* _Task to carry out_: Every line that contains the word "PrivateKeyRecord" is to be copied from the listing.
━━━━━ Given entries ━━━━━
use std::{path::PathBuf, time::Duration};

use bon::Builder;
use r2d2::{Pool, PooledConnection};
use r2d2_sqlite::SqliteConnectionManager;
use rusqlite::{OptionalExtension, TransactionBehavior, params};
use snafu::ResultExt;
use tracing::{debug, info, instrument};
use zeroize::Zeroizing;

use crate::{
    BuildPoolSnafu, CertificateRecord, CommitSnafu, Creator, GetConnectionSnafu, Issuance,
    PrivateKeyRecord, QuerySnafu, Result, VersionRecord, schema,
};

pub const DEFAULT_POOL_SIZE: u32 = 8;
pub const DEFAULT_CONNECTION_TIMEOUT: Duration = Duration::from_secs(5);
pub const DEFAULT_BUSY_TIMEOUT: Duration = Duration::from_secs(5);

/// Options used to open a [`Store`].
#[derive(Builder, Clone)]
pub struct StoreOptions {
    /// Path of the SQLite database file. The database lives in memory if this
    /// is not set, which also limits the pool to a single connection.
    #[builder(into)]
    path: Option<PathBuf>,

    /// Applied with `PRAGMA key` to every new connection.
    #[builder(into)]
    key: Option<Zeroizing<String>>,

    /// Maximum number of pooled connections.
    #[builder(default = DEFAULT_POOL_SIZE)]
    pool_size: u32,

    /// How long to wait for a free connection before giving up.
    #[builder(default = DEFAULT_CONNECTION_TIMEOUT)]
    connection_timeout: Duration,

    /// How long a statement waits for a lock held by another connection.
    #[builder(default = DEFAULT_BUSY_TIMEOUT)]
    busy_timeout: Duration,
}

/// The credential store.
///
/// Cloning is cheap, all clones share the same connection pool.
#[derive(Clone)]
pub struct Store {
    pool: Pool<SqliteConnectionManager>,
}

impl Store {
    /// Opens (and if required creates) the database and migrates its schema.
    #[instrument(name = "open_credential_store", skip(options), fields(path = ?options.path))]
    pub fn open(options: &StoreOptions) -> Result<Self> {
        let (manager, pool_size) = match &options.path {
            Some(path) => (SqliteConnectionManager::file(path), options.pool_size),
            None => (SqliteConnectionManager::memory(), 1),
        };

        let file_backed = options.path.is_some();
        let key = options.key.clone();
        let busy_timeout = options.busy_timeout;
        let manager = manager.with_init(move |conn| {
            if let Some(key) = &key {
                conn.pragma_update(None, "key", key.as_str())?;
            }
            conn.busy_timeout(busy_timeout)?;
            conn.pragma_update(None, "foreign_keys", "ON")?;
            if file_backed {
                conn.pragma_update_and_check(None, "journal_mode", "WAL", |row| {
                    row.get::<_, String>(0)
                })?;
            }
            Ok(())
        });

        let pool = Pool::builder()
            .max_size(pool_size)
            .connection_timeout(options.connection_timeout)
            .build(manager)
            .context(BuildPoolSnafu)?;

        let store = Self { pool };
        schema::migrate(&mut *store.connection()?)?;

        info!(pool.size = pool_size, "opened credential store");
        Ok(store)
    }

    /// Opens a fresh in-memory store.
    pub fn open_in_memory() -> Result<Self> {
        Self::open(&StoreOptions::builder().build())
    }

    fn connection(&self) -> Result<PooledConnection<SqliteConnectionManager>> {
        self.pool.get().context(GetConnectionSnafu)
    }

    /// Returns the creator with the given user ID, creating it first if it
    /// does not exist yet.
    ///
    /// Concurrent first-time registrations of the same user ID result in a
    /// single row. An existing creator keeps its name.
    #[instrument(skip(self))]
    pub fn register_creator_if_absent(&self, user_id: &str, name: &str) -> Result<Creator> {
        let operation = "register the creator";
        let mut conn = self.connection()?;
        let tx = conn
            .transaction_with_behavior(TransactionBehavior::Immediate)
            .context(QuerySnafu { operation })?;

        let inserted = tx
            .execute(
                "INSERT INTO creator (user_id, name) VALUES (?1, ?2)
                 ON CONFLICT (user_id) DO NOTHING",
                params![user_id, name],
            )
            .context(QuerySnafu { operation })?;
        let creator = tx
            .query_row(
                "SELECT id, user_id, name FROM creator WHERE user_id = ?1",
                [user_id],
                Creator::from_row,
            )
            .context(QuerySnafu { operation })?;

        tx.commit().context(CommitSnafu { operation })?;

        debug!(creator.id = creator.id, created = inserted > 0, "registered creator");
        Ok(creator)
    }

    /// Writes the certificate, private key and version rows of an issuance.
    ///
    /// Either all three rows are written or none of them are.
    #[instrument(
        skip_all,
        fields(
            certificate.id = %issuance.certificate.certid,
            key.id = %issuance.private_key.keyid,
        )
    )]
    pub fn record_issuance(&self, issuance: &Issuance) -> Result<()> {
        let Issuance {
            certificate,
            private_key,
            version,
        } = issuance;

        let mut conn = self.connection()?;
        let tx = conn
            .transaction_with_behavior(TransactionBehavior::Immediate)
            .context(QuerySnafu {
                operation: "begin the issuance transaction",
            })?;

        tx.execute(
            "INSERT INTO certificate
                (certid, user_id, title, state, subject, parent_id, pathlev, genre, cert_req)
             VALUES (?1, ?2, ?3, ?4, ?5, ?6, ?7, ?8, ?9)",
            params![
                certificate.certid,
                certificate.user_id,
                certificate.title,
                certificate.state,
                certificate.subject,
                certificate.parent_id,
                certificate.pathlev,
                certificate.genre,
                certificate.cert_req,
            ],
        )
        .context(QuerySnafu {
            operation: "insert the certificate",
        })?;

        tx.execute(
            "INSERT INTO private_key (keyid, private_key, create_time) VALUES (?1, ?2, ?3)",
            params![
                private_key.keyid,
                private_key.private_key.as_str(),
                private_key.create_time,
            ],
        )
        .context(QuerySnafu {
            operation: "insert the private key",
        })?;

        tx.execute(
            "INSERT INTO version
                (certid, keyid, serial, cert, effective_time, expiration_time, revocation_time, alarm)
             VALUES (?1, ?2, ?3, ?4, ?5, ?6, ?7, ?8)",
            params![
                version.certid,
                version.keyid,
                version.serial,
                version.cert,
                version.effective_time,
                version.expiration_time,
                version.revocation_time,
                version.alarm,
            ],
        )
        .context(QuerySnafu {
            operation: "insert the certificate version",
        })?;

        tx.commit().context(CommitSnafu {
            operation: "record the issuance",
        })?;

        debug!(certificate.serial = %version.serial, "recorded issuance");
        Ok(())
    }

    pub fn find_creator(&self, user_id: &str) -> Result<Option<Creator>> {
        self.connection()?
            .query_row(
                "SELECT id, user_id, name FROM creator WHERE user_id = ?1",
                [user_id],
                Creator::from_row,
            )
            .optional()
            .context(QuerySnafu {
                operation: "find the creator",
            })
    }

    pub fn find_certificate(&self, certid: &str) -> Result<Option<CertificateRecord>> {
        self.connection()?
            .query_row(
                "SELECT certid, user_id, title, state, subject, parent_id, pathlev, genre, cert_req
                 FROM certificate WHERE certid = ?1",
                [certid],
                CertificateRecord::from_row,
            )
            .optional()
            .context(QuerySnafu {
                operation: "find the certificate",
            })
    }

    /// Lists the certificates of a creator in the order they were issued.
    pub fn list_certificates(&self, user_id: &str) -> Result<Vec<CertificateRecord>> {
        let operation = "list the certificates";
        let conn = self.connection()?;
        let mut statement = conn
            .prepare(
                "SELECT certid, user_id, title, state, subject, parent_id, pathlev, genre, cert_req
                 FROM certificate WHERE user_id = ?1 ORDER BY id",
            )
            .context(QuerySnafu { operation })?;

        statement
            .query_map([user_id], CertificateRecord::from_row)
            .context(QuerySnafu { operation })?
            .collect::<rusqlite::Result<Vec<_>>>()
            .context(QuerySnafu { operation })
    }

    /// Returns the most recently written version of a certificate.
    pub fn latest_version(&self, certid: &str) -> Result<Option<VersionRecord>> {
        self.connection()?
            .query_row(
                "SELECT certid, keyid, serial, cert, effective_time, expiration_time,
                        revocation_time, alarm
                 FROM version WHERE certid = ?1 ORDER BY id DESC LIMIT 1",
                [certid],
                VersionRecord::from_row,
            )
            .optional()
            .context(QuerySnafu {
                operation: "find the latest certificate version",
            })
    }

    pub fn find_private_key(&self, keyid: &str) -> Result<Option<PrivateKeyRecord>> {
        self.connection()?
            .query_row(
                "SELECT keyid, private_key, create_time FROM private_key WHERE keyid = ?1",
                [keyid],
                PrivateKeyRecord::from_row,
            )
            .optional()
            .context(QuerySnafu {
                operation: "find the private key",
            })
    }
}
━━━━━
* _Exercise response_:
    PrivateKeyRecord, QuerySnafu, Result, VersionRecord, schema,
    pub fn find_private_key(&self, keyid: &str) -> Result<Option<PrivateKeyRecord>> {
                PrivateKeyRecord::from_row,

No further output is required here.